I hadn’t really considered the difficulty inherent in verbalizing compliments—maybe because I didn’t give many?—until a reading supervisor raised my consciousness.
“I’m dying of cancer,” she told me during our first meeting after I was hired. “Because I haven’t got long to live, I’m going to tell you something.”
And then she proceeded to say some very complimentary things that she wanted me to know about myself, things I hardly heard, fixated as I was on the matter-of-fact announcement she had made of her dying.
Sensing—and seeing, I’m sure, my upsetment at her news, she proceeded to tell me that her “dying time” had been a gift that she wanted to share. It had opened her up to being more honest, especially in giving compliments.
In the few short weeks she had been in my life before she died, her teaching on giving compliments was one I tried to pass along to others, so much had her compliments bolstered my confidence.
Unfortunately—and understandably so, given the society we live in—compliments given to adults, and particularly to strangers, can be met with strong resistance.
False humility, skepticism, suspicion—so many reasons, I suspect, explain why so many folks cannot accept a compliment.

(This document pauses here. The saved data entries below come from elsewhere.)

//! Display notices produced while answering a submission.

use serde::{Deserialize, Serialize};
use std::fmt;

/// How the display surface should render a notice.
#[derive(Debug, Clone, Copy, PartialEq, Eq, Hash, Serialize, Deserialize)]
#[serde(rename_all = "snake_case")]
pub enum NoticeLevel {
    /// Blocking error; nothing further is shown.
    Error,
    /// Warning; may or may not stop processing.
    Warning,
    /// Informational note.
    Info,
    /// Positive outcome.
    Success,
    /// Plain text line.
    Text,
}

impl fmt::Display for NoticeLevel {
    fn fmt(&self, f: &mut fmt::Formatter<'_>) -> fmt::Result {
        let s = match self {
            NoticeLevel::Error => "error",
            NoticeLevel::Warning => "warning",
            NoticeLevel::Info => "info",
            NoticeLevel::Success => "success",
            NoticeLevel::Text => "text",
        };
        write!(f, "{}", s)
    }
}

/// A single message for the display surface.
#[derive(Debug, Clone, PartialEq, Eq, Serialize, Deserialize)]
pub struct Notice {
    pub level: NoticeLevel,
    pub message: String,
}

impl Notice {
    pub fn new(level: NoticeLevel, message: impl Into<String>) -> Self {
        Self {
            level,
            message: message.into(),
        }
    }

    pub fn error(message: impl Into<String>) -> Self {
        Self::new(NoticeLevel::Error, message)
    }

    pub fn warning(message: impl Into<String>) -> Self {
        Self::new(NoticeLevel::Warning, message)
    }

    pub fn info(message: impl Into<String>) -> Self {
        Self::new(NoticeLevel::Info, message)
    }

    pub fn success(message: impl Into<String>) -> Self {
        Self::new(NoticeLevel::Success, message)
    }

    pub fn text(message: impl Into<String>) -> Self {
        Self::new(NoticeLevel::Text, message)
    }
}

impl fmt::Display for Notice {
    fn fmt(&self, f: &mut fmt::Formatter<'_>) -> fmt::Result {
        write!(f, "[{}] {}", self.level, self.message)
    }
}

/// Fixed user-facing message texts.
pub mod messages {
    pub const FUTURE_LAST_PERIOD: &str = "Last period date cannot be in the future.";

    pub const POST_MENOPAUSAL_SKIP: &str = "Prediction skipped: cycle marked as post-menopausal.";

    pub const VERIFY_MENOPAUSAL_STATUS: &str =
        "User age suggests post-menopause. Please verify cycle status.";

    pub const OUTSIDE_NORMAL_RANGE: &str =
        "Prediction outside normal range. Please consult a doctor.";

    pub const WIDENED_RANGE: &str =
        "Due to PCOS and/or high stress levels, your cycle is likely to vary more. \
         Hence, the prediction range has been widened to reflect that uncertainty.";

    pub const EXPECTED_DATE_FORMAT: &str = "Please enter expected date in DD-MM-YYYY format.";

    pub const EXPECTED_DATE_ALIGNED: &str = "Your expected date closely aligns with our prediction! \
         That's a great sign of a stable cycle.";

    pub const PREDICTION_FAILED: &str = "Something went wrong while generating your prediction.";

    pub const DISCLAIMER: &str = "This tool is for informational purposes only and does not \
         replace medical advice. If you have concerns about your cycle, consult a gynecologist.";

    pub const PRIVACY: &str =
        "Your data is never stored. Each prediction is computed for a single request and discarded.";
}

#[cfg(test)]
mod tests {
    use super::*;

    #[test]
    fn constructors_set_level() {
        assert_eq!(Notice::error("x").level, NoticeLevel::Error);
        assert_eq!(Notice::warning("x").level, NoticeLevel::Warning);
        assert_eq!(Notice::info("x").level, NoticeLevel::Info);
        assert_eq!(Notice::success("x").level, NoticeLevel::Success);
        assert_eq!(Notice::text("x").level, NoticeLevel::Text);
    }

    #[test]
    fn notice_displays_level_and_message() {
        let notice = Notice::warning(messages::OUTSIDE_NORMAL_RANGE);
        assert_eq!(
            notice.to_string(),
            "[warning] Prediction outside normal range. Please consult a doctor."
        );
    }

    #[test]
    fn level_serializes_snake_case() {
        let json = serde_json::to_string(&Notice::success("done")).unwrap();
        assert_eq!(json, r#"{"level":"success","message":"done"}"#);
    }
}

“What do you want from me?” an assistant once sharply demanded in response to a compliment I gave her.
To her, as well as to everyone else who has been reluctant to accept a compliment, I retell the story of my supervisor, explaining that what she gave me, I want to give them: the strength to accept and to give compliments.
May my supervisor rest in peace. As some funeral sentiments say…cancer cannot kill love. She is one supervisor who truly was a mentor; she is one supervisor I truly have admired and loved.
Every time I offer a compliment with her in mind, and the recipient is humble and trusting enough to receive it, we contradict the norm as Shakespeare observed, ensuring, instead, that the good she did was not interred with her bones.
In your retirement, was there a compliment that was easy or difficult to give or to receive?